What Information Should Buyers Provide for a Custom Fabric Quotation?
A practical RFQ guide covering composition, GSM, width, end use, testing targets and compliance data before asking a mill to quote the program.
Custom fabric quotation often starts with a broad request that still needs a full technical brief before the mill can quote accurately.
When initiating a custom fabric development, understanding what information buyers should provide is essential to ensure accurate pricing and reduce sampling cycle times. A detailed Request for Quotation (RFQ) should specify fiber composition, finished fabric weight (GSM), usable width and color fastness requirements. Rather than submitting a simple image or a vague description, sourcing teams should provide a structured specification sheet detailing test methods, target tolerances and compliance certifications.
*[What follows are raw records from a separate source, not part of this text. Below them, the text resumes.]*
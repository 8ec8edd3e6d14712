// src/affinity/mod.rs

//! Package affinity: where should a built package land?
//!
//! An external oracle predicts, per package, which production repositories
//! historically carry it. Responses are cached per planning run; the matcher
//! resolves each candidate package against that cache with a deterministic
//! fallback chain.

mod cache;
mod matcher;
mod oracle;

pub use cache::{AffinityCache, AffinityKey};
pub use matcher::{resolve_targets, rewrite_repo_name, MatchKey};
pub use oracle::{
    AffinityOracle, HttpAffinityOracle, OracleDistribution, OracleRepository, OracleResponse,
    PredictedPackage,
};
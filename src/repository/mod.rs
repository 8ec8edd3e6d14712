// src/repository/mod.rs

//! Repository manager abstraction
//!
//! Everything the engine needs from the external content store: repository
//! lookup, content listing with field projection, content modification as
//! async tasks, publication, and module metadata access. All calls suspend;
//! nothing here blocks a worker thread on the network.

mod client;

pub use client::{HttpRepositoryClient, RepoRecord, RepositoryApi};

use crate::error::{Error, Result};
use serde::{Deserialize, Serialize};
use std::fmt;

/// Maximum number of package names per content-listing request
///
/// Larger candidate sets must be chunked by the caller; a failed chunk fails
/// the whole presence check.
pub const QUERY_BATCH_LIMIT: usize = 100;

/// Identifies a logical repository within a platform
#[derive(Debug, Clone, PartialEq, Eq, Hash, PartialOrd, Ord, Serialize, Deserialize)]
pub struct RepositoryKey {
    pub name: String,
    pub arch: String,
    pub debug: bool,
}

impl RepositoryKey {
    pub fn new(name: &str, arch: &str, debug: bool) -> Self {
        Self {
            name: name.to_string(),
            arch: arch.to_string(),
            debug,
        }
    }
}

impl fmt::Display for RepositoryKey {
    fn fmt(&self, f: &mut fmt::Formatter<'_>) -> fmt::Result {
        write!(f, "{}.{}", self.name, self.arch)?;
        if self.debug {
            write!(f, " (debug)")?;
        }
        Ok(())
    }
}

/// A resolved repository in the repository manager
#[derive(Debug, Clone, PartialEq, Eq, Serialize, Deserialize)]
pub struct RepoHandle {
    pub id: i64,
    pub name: String,
    pub arch: String,
    pub debug: bool,
    pub href: String,
    pub latest_version_href: String,
    /// Public base URL of the published repository
    pub url: String,
}

impl RepoHandle {
    pub fn key(&self) -> RepositoryKey {
        RepositoryKey::new(&self.name, &self.arch, self.debug)
    }
}

/// Field-projected package listing filter
///
/// All in-lists are ANDed; empty lists place no constraint on their field.
#[derive(Debug, Clone, Default)]
pub struct PackageFilter {
    pub names: Vec<String>,
    pub epochs: Vec<String>,
    pub versions: Vec<String>,
    pub releases: Vec<String>,
    pub arch: Option<String>,
    /// Response field projection; empty means all fields
    pub fields: Vec<String>,
}

impl PackageFilter {
    /// Reject filters that exceed the remote per-request name limit
    pub fn validate(&self) -> Result<()> {
        if self.names.len() > QUERY_BATCH_LIMIT {
            return Err(Error::BatchLimitExceeded(self.names.len(), QUERY_BATCH_LIMIT));
        }
        Ok(())
    }
}

/// A package content unit as reported by the repository manager
#[derive(Debug, Clone, Serialize, Deserialize)]
pub struct PackageRecord {
    #[serde(rename = "pulp_href")]
    pub href: String,
    pub name: String,
    #[serde(default)]
    pub epoch: String,
    pub version: String,
    pub release: String,
    pub arch: String,
}

impl PackageRecord {
    /// Canonical artifact file name for presence-index keys
    pub fn full_name(&self) -> String {
        format!(
            "{}-{}-{}.{}.rpm",
            self.name, self.version, self.release, self.arch
        )
    }
}

/// Handle to an asynchronous repository manager task
#[derive(Debug, Clone, PartialEq, Eq)]
pub struct TaskRef {
    pub href: String,
}

#[cfg(test)]
mod tests {
    use super::*;

    #[test]
    fn test_filter_batch_limit() {
        let mut filter = PackageFilter::default();
        filter.names = (0..QUERY_BATCH_LIMIT).map(|i| format!("pkg{}", i)).collect();
        assert!(filter.validate().is_ok());
        filter.names.push("one-too-many".to_string());
        assert!(matches!(
            filter.validate(),
            Err(Error::BatchLimitExceeded(101, 100))
        ));
    }

    #[test]
    fn test_repository_key_display() {
        let key = RepositoryKey::new("almalinux-8-appstream", "x86_64", true);
        assert_eq!(key.to_string(), "almalinux-8-appstream.x86_64 (debug)");
    }
}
In B2B textile sourcing, a common point of friction between apparel brands and mills is a quote that changes after sampling. Sourcing teams often request a price based on minimal data, such as “80% nylon, 20% spandex, 200 GSM,” only to find that the price increases once they submit their full technical requirements. This happens because the cost of spinning fine microfibers, applying specialized color fixatives, and meeting chemical safety certifications is not included in a generic quote. Providing a complete technical brief at the start of the RFQ process ensures that the initial quotation is accurate and realistic.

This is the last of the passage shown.